Known CI Test Failures
These 8 cursor-tester scenarios fail consistently in CI.
They are environment limitations, not planner/search bugs.
The scenarios are valid E2E integration tests. They fail in CI because the runner lacks external infrastructure (Docker, GitHub API network access, AI model credentials).
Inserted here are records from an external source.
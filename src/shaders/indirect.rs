//! The indirect dispatch patch kernel.
//!
//! Runs as a single invocation right before the dispatch job it rewrites. It reads the three
//! workgroup counts from the indirect buffer and either turns the dispatch into a null job, for
//! an empty grid, or packs the counts into the job's INVOCATION section exactly like
//! [`pack_invocation`](crate::job::pack_invocation) does on the host. The dispatch job was
//! encoded with a workgroup count of one in every dimension, so all workgroup bits are zero
//! and the shifts of all three dimensions equal the thread group split.
use core::mem::offset_of;

use bytemuck::{Pod, Zeroable};

use super::ir::{BinOp, Builder, Program, Value, Width};
use super::{KernelBody, KernelKey, KernelParams, KernelSource, ParamField};
use crate::job::{JobField, JobType, LayoutError, CONTROL_TYPE};
use crate::job::{SHIFT_WG_X, SHIFT_WG_Y, SHIFT_WG_Z};
use crate::kernel::Stage;

/// The parameters of one patch kernel launch.
#[derive(Clone, Copy, Debug, Default, PartialEq, Eq, Pod, Zeroable)]
#[repr(C)]
pub struct IndirectDispatchInputs {
    /// Address of the dispatch job to rewrite.
    pub job: u64,
    /// Address of three `u32` workgroup counts.
    pub indirect_dim: u64,
    /// Where to write each resolved count, skipped when null.
    pub num_wg_sysval: [u64; 3],
}

impl KernelParams for IndirectDispatchInputs {
    const FIELDS: &'static [ParamField] = &[
        ParamField::new("job", offset_of!(Self, job), 8),
        ParamField::new("indirect_dim", offset_of!(Self, indirect_dim), 8),
        ParamField::new("num_wg_sysval", offset_of!(Self, num_wg_sysval), 24),
    ];
}

/// The source handed to the compiler.
pub fn source() -> Result<KernelSource, LayoutError> {
    Ok(KernelSource {
        key: KernelKey::IndirectPatch,
        stage: Stage::Compute,
        params: IndirectDispatchInputs::layout(),
        body: KernelBody::Program(program()?),
    })
}

/// Build the patch program for compute dispatch jobs.
///
/// Field offsets are taken from the job layout; this fails only if the layout of a compute job
/// lacks one of the patched fields.
///
/// The packed width is not checked against the invocation field width of the profile. Counts
/// that do not fit set bits above the field instead of failing like `pack_invocation`.
pub fn program() -> Result<Program, LayoutError> {
    let target = JobType::Compute;
    let control_offset = JobField::Control.layout(target)?.offset as u64;
    let invocations_offset = JobField::Invocations.layout(target)?.offset as u64;
    let shifts_offset = JobField::InvocationShifts.layout(target)?.offset as u64;

    let mut b = Builder::new();
    let job = b.load_param(offset_of!(IndirectDispatchInputs, job) as u32, Width::W64);
    let dim = b.load_param(
        offset_of!(IndirectDispatchInputs, indirect_dim) as u32,
        Width::W64,
    );

    let mut counts = [job; 3];
    for (i, count) in counts.iter_mut().enumerate() {
        let address = b.offset(dim, 4 * i as u64);
        *count = b.load(address, Width::W32);
    }

    let zero = b.constant(0);
    let empty = counts
        .iter()
        .map(|&count| b.binary(BinOp::Eq, count, zero))
        .collect::<Vec<_>>();
    let empty_x_y = b.or(empty[0], empty[1]);
    let empty = b.or(empty_x_y, empty[2]);

    b.if_else(
        empty,
        |b| {
            let address = b.offset(job, control_offset);
            let control = b.load(address, Width::W32);
            let keep = b.constant(u64::from(!CONTROL_TYPE.mask()));
            let cleared = b.and(control, keep);
            let null = b.constant(u64::from(JobType::Null.code() << CONTROL_TYPE.shift));
            let control = b.or(cleared, null);
            b.store(address, control, Width::W32);
        },
        |b| {
            let shifts_address = b.offset(job, shifts_offset);
            let shifts = b.load(shifts_address, Width::W32);

            let field_shift = b.constant(u64::from(SHIFT_WG_X.shift));
            let field_mask = b.constant(u64::from(SHIFT_WG_X.mask() >> SHIFT_WG_X.shift));
            let shifted = b.shr(shifts, field_shift);
            let wg_x = b.and(shifted, field_mask);

            let one = b.constant(1);
            let wg_y = bits_after(b, wg_x, counts[0], one);
            let wg_z = bits_after(b, wg_y, counts[1], one);

            let invocations_address = b.offset(job, invocations_offset);
            let mut packed = b.load(invocations_address, Width::W64);
            for (&count, start) in counts.iter().zip([wg_x, wg_y, wg_z]) {
                let minus_one = b.sub(count, one);
                let value = b.shl(minus_one, start);
                packed = b.or(packed, value);
            }
            b.store(invocations_address, packed, Width::W64);

            let keep = b.constant(u64::from(!(SHIFT_WG_Y.mask() | SHIFT_WG_Z.mask())));
            let mut word = b.and(shifts, keep);
            for (start, field) in [(wg_y, SHIFT_WG_Y), (wg_z, SHIFT_WG_Z)] {
                let shift = b.constant(u64::from(field.shift));
                let value = b.shl(start, shift);
                word = b.or(word, value);
            }
            b.store(shifts_address, word, Width::W32);
        },
    );

    let base = offset_of!(IndirectDispatchInputs, num_wg_sysval) as u32;
    for (i, &count) in counts.iter().enumerate() {
        let address = b.load_param(base + 8 * i as u32, Width::W64);
        let wanted = b.binary(BinOp::Ne, address, zero);
        b.if_else(wanted, |b| b.store(address, count, Width::W32), |_| {});
    }

    Ok(b.finish())
}

/// The start of the next packed dimension: `start + 32 - clz(count - 1)`.
fn bits_after(b: &mut Builder, start: Value, count: Value, one: Value) -> Value {
    let minus_one = b.sub(count, one);
    let leading = b.clz32(minus_one);
    let width = b.constant(32);
    let bits = b.sub(width, leading);
    b.add(start, bits)
}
Fixing them requires provisioning that infrastructure or mocking dependencies, not improving the planner or search engine.
The Level 2 planner backlog is distinct from these – tracked in
docs/planner/.
CI-dependent (6)
| Scenario | Root cause |
|---|---|
docker_timeout |
Requires Docker daemon – not available in CI |
failure_without_logs |
Requires live GitHub workflow JSON – CI runner has no network access to GitHub API beyond checkout |
multiple_failed_jobs |
Same – requires live workflow data |
structural_extraction |
Same – requires live workflow data |
truncated_logs |
Same – requires live workflow data |
workflow_cancelled |
Same – requires live workflow data |
Diagnostics / Telemetry (2)
| Scenario | Root cause |
|---|---|
evidence_export |
Depends on cursor-agent --export-evidence being a complete end-to-end run; CI runner lacks model/AI service configuration |
replay_integrity |
Requires reading and writing trace files with a full execution pipeline; CI runner limitations prevent deterministic replay |
Validation pattern
To verify a change introduced no new failures, compare against this baseline:
./build/bin/cursor-tester scenarios/
# Expected: 41 scenarios, 33 passed, 8 failed
# Failed should be exactly the 8 above
CI exit code
The CI job exits with code 8 when these 8 scenarios fail.
This is the expected value. A new regression would change the
failure count or add new scenario names to the failure list.